Exercise prompt: Reproduce all the entries beneath this sentence exactly.

Material supplied:
════

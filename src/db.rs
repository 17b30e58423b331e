use sqlx::MySqlPool;

pub async fn init_db(database_url: &str) -> Result<MySqlPool, sqlx::Error> {
    MySqlPool::connect(database_url).await
}

/// Create the `employees` table on first start.
///
/// `country` and `job_title` use a binary collation so salary metrics match
/// exactly; the default MySQL collation would fold case.
pub async fn ensure_schema(pool: &MySqlPool) -> Result<(), sqlx::Error> {
    sqlx::query(
        r#"
        CREATE TABLE IF NOT EXISTS employees (
            id BIGINT UNSIGNED NOT NULL AUTO_INCREMENT PRIMARY KEY,
            full_name VARCHAR(100) NOT NULL,
            job_title VARCHAR(100) CHARACTER SET utf8mb4 COLLATE utf8mb4_bin NOT NULL,
            country VARCHAR(100) CHARACTER SET utf8mb4 COLLATE utf8mb4_bin NOT NULL,
            salary DOUBLE NOT NULL,
            CONSTRAINT chk_employees_salary CHECK (salary >= 0)
        ) ENGINE = InnoDB DEFAULT CHARSET = utf8mb4
        "#,
    )
    .execute(pool)
    .await?;

    Ok(())
}
use std::sync::Arc;
use tracing::{debug, info, instrument};

use crate::error::StoreError;
use crate::model::employee::{Employee, EmployeeChanges, NewEmployee};
use crate::model::salary::{CountrySalaryMetrics, JobTitleSalaryMetrics, SalaryBreakdown};
use crate::repository::EmployeeRepository;
use crate::salary::calculator::{compute_net, round2};
use crate::salary::tax_rates::TaxRateTable;

/// Orchestrates repository calls. Performs no validation; absence is `None`.
pub struct EmployeeService {
    repo: Arc<dyn EmployeeRepository>,
    rates: Arc<TaxRateTable>,
}

impl EmployeeService {
    pub fn new(repo: Arc<dyn EmployeeRepository>, rates: Arc<TaxRateTable>) -> Self {
        Self { repo, rates }
    }

    #[instrument(skip(self, new), fields(country = %new.country))]
    pub async fn create(&self, new: NewEmployee) -> Result<Employee, StoreError> {
        let employee = self.repo.insert(new).await?;
        info!(employee_id = employee.id, "Employee created");
        Ok(employee)
    }

    pub async fn get_by_id(&self, id: u64) -> Result<Option<Employee>, StoreError> {
        self.repo.find_by_id(id).await
    }

    pub async fn get_all(&self) -> Result<Vec<Employee>, StoreError> {
        self.repo.find_all().await
    }

    #[instrument(skip(self, changes))]
    pub async fn update(
        &self,
        id: u64,
        changes: EmployeeChanges,
    ) -> Result<Option<Employee>, StoreError> {
        let updated = self.repo.apply_partial_update(id, changes).await?;
        if updated.is_some() {
            info!(employee_id = id, "Employee updated");
        }
        Ok(updated)
    }

    #[instrument(skip(self))]
    pub async fn delete(&self, id: u64) -> Result<bool, StoreError> {
        let removed = self.repo.remove(id).await?;
        if removed {
            info!(employee_id = id, "Employee deleted");
        }
        Ok(removed)
    }

    /// Breakdown from the employee's stored gross salary and country.
    pub fn net_salary_for(&self, employee: &Employee) -> SalaryBreakdown {
        compute_net(employee.salary, &employee.country, &self.rates)
    }

    #[instrument(skip(self))]
    pub async fn metrics_by_country(
        &self,
        country: &str,
    ) -> Result<Option<CountrySalaryMetrics>, StoreError> {
        let aggregate = self.repo.aggregate_by_country(country).await?;
        debug!(found = aggregate.is_some(), "Country salary aggregate");

        Ok(aggregate.map(|a| CountrySalaryMetrics {
            country: country.to_string(),
            minimum_salary: a.min,
            maximum_salary: a.max,
            average_salary: round2(a.avg),
        }))
    }

    #[instrument(skip(self))]
    pub async fn metrics_by_job_title(
        &self,
        job_title: &str,
    ) -> Result<Option<JobTitleSalaryMetrics>, StoreError> {
        let avg = self.repo.aggregate_avg_by_job_title(job_title).await?;
        debug!(found = avg.is_some(), "Job title salary aggregate");

        Ok(avg.map(|avg| JobTitleSalaryMetrics {
            job_title: job_title.to_string(),
            average_salary: round2(avg),
        }))
    }
}
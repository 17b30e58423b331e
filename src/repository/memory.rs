use async_trait::async_trait;
use std::collections::BTreeMap;
use std::sync::RwLock;

use super::EmployeeRepository;
use crate::error::StoreError;
use crate::model::employee::{Employee, EmployeeChanges, NewEmployee};
use crate::model::salary::SalaryAggregate;

#[derive(Debug)]
struct MemoryState {
    next_id: u64,
    // ids only grow, so key order is insertion order
    rows: BTreeMap<u64, Employee>,
}

/// Process-local store used by tests and when no database is configured.
#[derive(Debug)]
pub struct InMemoryEmployeeRepository {
    state: RwLock<MemoryState>,
}

impl Default for InMemoryEmployeeRepository {
    fn default() -> Self {
        Self {
            state: RwLock::new(MemoryState {
                next_id: 1,
                rows: BTreeMap::new(),
            }),
        }
    }
}

impl InMemoryEmployeeRepository {
    fn salaries_where<F>(&self, matches: F) -> Result<Vec<f64>, StoreError>
    where
        F: Fn(&Employee) -> bool,
    {
        let state = self.state.read().map_err(|_| StoreError::Poisoned)?;
        Ok(state
            .rows
            .values()
            .filter(|&e| matches(e))
            .map(|e| e.salary)
            .collect())
    }
}

fn average(salaries: &[f64]) -> Option<f64> {
    if salaries.is_empty() {
        return None;
    }
    Some(salaries.iter().sum::<f64>() / salaries.len() as f64)
}

#[async_trait]
impl EmployeeRepository for InMemoryEmployeeRepository {
    async fn insert(&self, new: NewEmployee) -> Result<Employee, StoreError> {
        let mut state = self.state.write().map_err(|_| StoreError::Poisoned)?;

        let id = state.next_id;
        state.next_id += 1;

        let employee = new.into_employee(id);
        state.rows.insert(id, employee.clone());
        Ok(employee)
    }

    async fn find_by_id(&self, id: u64) -> Result<Option<Employee>, StoreError> {
        let state = self.state.read().map_err(|_| StoreError::Poisoned)?;
        Ok(state.rows.get(&id).cloned())
    }

    async fn find_all(&self) -> Result<Vec<Employee>, StoreError> {
        let state = self.state.read().map_err(|_| StoreError::Poisoned)?;
        Ok(state.rows.values().cloned().collect())
    }

    async fn apply_partial_update(
        &self,
        id: u64,
        changes: EmployeeChanges,
    ) -> Result<Option<Employee>, StoreError> {
        let mut state = self.state.write().map_err(|_| StoreError::Poisoned)?;

        Ok(state.rows.get_mut(&id).map(|employee| {
            changes.apply_to(employee);
            employee.clone()
        }))
    }

    async fn remove(&self, id: u64) -> Result<bool, StoreError> {
        let mut state = self.state.write().map_err(|_| StoreError::Poisoned)?;
        Ok(state.rows.remove(&id).is_some())
    }

    async fn aggregate_by_country(
        &self,
        country: &str,
    ) -> Result<Option<SalaryAggregate>, StoreError> {
        let salaries = self.salaries_where(|e| e.country == country)?;

        let Some(avg) = average(&salaries) else {
            return Ok(None);
        };
        let min = salaries.iter().copied().fold(f64::INFINITY, f64::min);
        let max = salaries.iter().copied().fold(f64::NEG_INFINITY, f64::max);

        Ok(Some(SalaryAggregate { min, max, avg }))
    }

    async fn aggregate_avg_by_job_title(&self, job_title: &str) -> Result<Option<f64>, StoreError> {
        let salaries = self.salaries_where(|e| e.job_title == job_title)?;
        Ok(average(&salaries))
    }
}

════

Response to the task:
filename src/db.rs
repository 17b30e58423b331e
use sqlx::MySqlPool;

pub async fn init_db(database_url: &str) -> Result<MySqlPool, sqlx::Error> {
    MySqlPool::connect(database_url).await
}

/// Create the `employees` table on first start.
///
/// `country` and `job_title` use a binary collation so salary metrics match
/// exactly; the default MySQL collation would fold case.
pub async fn ensure_schema(pool: &MySqlPool) -> Result<(), sqlx::Error> {
    sqlx::query(
        r#"
        CREATE TABLE IF NOT EXISTS employees (
            id BIGINT UNSIGNED NOT NULL AUTO_INCREMENT PRIMARY KEY,
            full_name VARCHAR(100) NOT NULL,
            job_title VARCHAR(100) CHARACTER SET utf8mb4 COLLATE utf8mb4_bin NOT NULL,
            country VARCHAR(100) CHARACTER SET utf8mb4 COLLATE utf8mb4_bin NOT NULL,
            salary DOUBLE NOT NULL,
            CONSTRAINT chk_employees_salary CHECK (salary >= 0)
        ) ENGINE = InnoDB DEFAULT CHARSET = utf8mb4
        "#,
    )
    .execute(pool)
    .await?;

    Ok(())
}
use std::sync::Arc;
use tracing::{debug, info, instrument};

use crate::error::StoreError;
use crate::model::employee::{Employee, EmployeeChanges, NewEmployee};
use crate::model::salary::{CountrySalaryMetrics, JobTitleSalaryMetrics, SalaryBreakdown};
use crate::repository::EmployeeRepository;
use crate::salary::calculator::{compute_net, round2};
use crate::salary::tax_rates::TaxRateTable;

/// Orchestrates repository calls. Performs no validation; absence is `None`.
pub struct EmployeeService {
    repo: Arc<dyn EmployeeRepository>,
    rates: Arc<TaxRateTable>,
}

impl EmployeeService {
    pub fn new(repo: Arc<dyn EmployeeRepository>, rates: Arc<TaxRateTable>) -> Self {
        Self { repo, rates }
    }

    #[instrument(skip(self, new), fields(country = %new.country))]
    pub async fn create(&self, new: NewEmployee) -> Result<Employee, StoreError> {
        let employee = self.repo.insert(new).await?;
        info!(employee_id = employee.id, "Employee created");
        Ok(employee)
    }

    pub async fn get_by_id(&self, id: u64) -> Result<Option<Employee>, StoreError> {
        self.repo.find_by_id(id).await
    }

    pub async fn get_all(&self) -> Result<Vec<Employee>, StoreError> {
        self.repo.find_all().await
    }

    #[instrument(skip(self, changes))]
    pub async fn update(
        &self,
        id: u64,
        changes: EmployeeChanges,
    ) -> Result<Option<Employee>, StoreError> {
        let updated = self.repo.apply_partial_update(id, changes).await?;
        if updated.is_some() {
            info!(employee_id = id, "Employee updated");
        }
        Ok(updated)
    }

    #[instrument(skip(self))]
    pub async fn delete(&self, id: u64) -> Result<bool, StoreError> {
        let removed = self.repo.remove(id).await?;
        if removed {
            info!(employee_id = id, "Employee deleted");
        }
        Ok(removed)
    }

    /// Breakdown from the employee's stored gross salary and country.
    pub fn net_salary_for(&self, employee: &Employee) -> SalaryBreakdown {
        compute_net(employee.salary, &employee.country, &self.rates)
    }

    #[instrument(skip(self))]
    pub async fn metrics_by_country(
        &self,
        country: &str,
    ) -> Result<Option<CountrySalaryMetrics>, StoreError> {
        let aggregate = self.repo.aggregate_by_country(country).await?;
        debug!(found = aggregate.is_some(), "Country salary aggregate");

        Ok(aggregate.map(|a| CountrySalaryMetrics {
            country: country.to_string(),
            minimum_salary: a.min,
            maximum_salary: a.max,
            average_salary: round2(a.avg),
        }))
    }

    #[instrument(skip(self))]
    pub async fn metrics_by_job_title(
        &self,
        job_title: &str,
    ) -> Result<Option<JobTitleSalaryMetrics>, StoreError> {
        let avg = self.repo.aggregate_avg_by_job_title(job_title).await?;
        debug!(found = avg.is_some(), "Job title salary aggregate");

        Ok(avg.map(|avg| JobTitleSalaryMetrics {
            job_title: job_title.to_string(),
            average_salary: round2(avg),
        }))
    }
}
repository 17b30e58423b331e
filename src/repository/memory.rs
use async_trait::async_trait;
use std::collections::BTreeMap;
use std::sync::RwLock;

use super::EmployeeRepository;
use crate::error::StoreError;
use crate::model::employee::{Employee, EmployeeChanges, NewEmployee};
use crate::model::salary::SalaryAggregate;

#[derive(Debug)]
struct MemoryState {
    next_id: u64,
    // ids only grow, so key order is insertion order
    rows: BTreeMap<u64, Employee>,
}

/// Process-local store used by tests and when no database is configured.
#[derive(Debug)]
pub struct InMemoryEmployeeRepository {
    state: RwLock<MemoryState>,
}

impl Default for InMemoryEmployeeRepository {
    fn default() -> Self {
        Self {
            state: RwLock::new(MemoryState {
                next_id: 1,
                rows: BTreeMap::new(),
            }),
        }
    }
}

impl InMemoryEmployeeRepository {
    fn salaries_where<F>(&self, matches: F) -> Result<Vec<f64>, StoreError>
    where
        F: Fn(&Employee) -> bool,
    {
        let state = self.state.read().map_err(|_| StoreError::Poisoned)?;
        Ok(state
            .rows
            .values()
            .filter(|&e| matches(e))
            .map(|e| e.salary)
            .collect())
    }
}

fn average(salaries: &[f64]) -> Option<f64> {
    if salaries.is_empty() {
        return None;
    }
    Some(salaries.iter().sum::<f64>() / salaries.len() as f64)
}

#[async_trait]
impl EmployeeRepository for InMemoryEmployeeRepository {
    async fn insert(&self, new: NewEmployee) -> Result<Employee, StoreError> {
        let mut state = self.state.write().map_err(|_| StoreError::Poisoned)?;

        let id = state.next_id;
        state.next_id += 1;

        let employee = new.into_employee(id);
        state.rows.insert(id, employee.clone());
        Ok(employee)
    }

    async fn find_by_id(&self, id: u64) -> Result<Option<Employee>, StoreError> {
        let state = self.state.read().map_err(|_| StoreError::Poisoned)?;
        Ok(state.rows.get(&id).cloned())
    }

    async fn find_all(&self) -> Result<Vec<Employee>, StoreError> {
        let state = self.state.read().map_err(|_| StoreError::Poisoned)?;
        Ok(state.rows.values().cloned().collect())
    }

    async fn apply_partial_update(
        &self,
        id: u64,
        changes: EmployeeChanges,
    ) -> Result<Option<Employee>, StoreError> {
        let mut state = self.state.write().map_err(|_| StoreError::Poisoned)?;

        Ok(state.rows.get_mut(&id).map(|employee| {
            changes.apply_to(employee);
            employee.clone()
        }))
    }

    async fn remove(&self, id: u64) -> Result<bool, StoreError> {
        let mut state = self.state.write().map_err(|_| StoreError::Poisoned)?;
        Ok(state.rows.remove(&id).is_some())
    }

    async fn aggregate_by_country(
        &self,
        country: &str,
    ) -> Result<Option<SalaryAggregate>, StoreError> {
        let salaries = self.salaries_where(|e| e.country == country)?;

        let Some(avg) = average(&salaries) else {
            return Ok(None);
        };
        let min = salaries.iter().copied().fold(f64::INFINITY, f64::min);
        let max = salaries.iter().copied().fold(f64::NEG_INFINITY, f64::max);

        Ok(Some(SalaryAggregate { min, max, avg }))
    }

    async fn aggregate_avg_by_job_title(&self, job_title: &str) -> Result<Option<f64>, StoreError> {
        let salaries = self.salaries_where(|e| e.job_title == job_title)?;
        Ok(average(&salaries))
    }
}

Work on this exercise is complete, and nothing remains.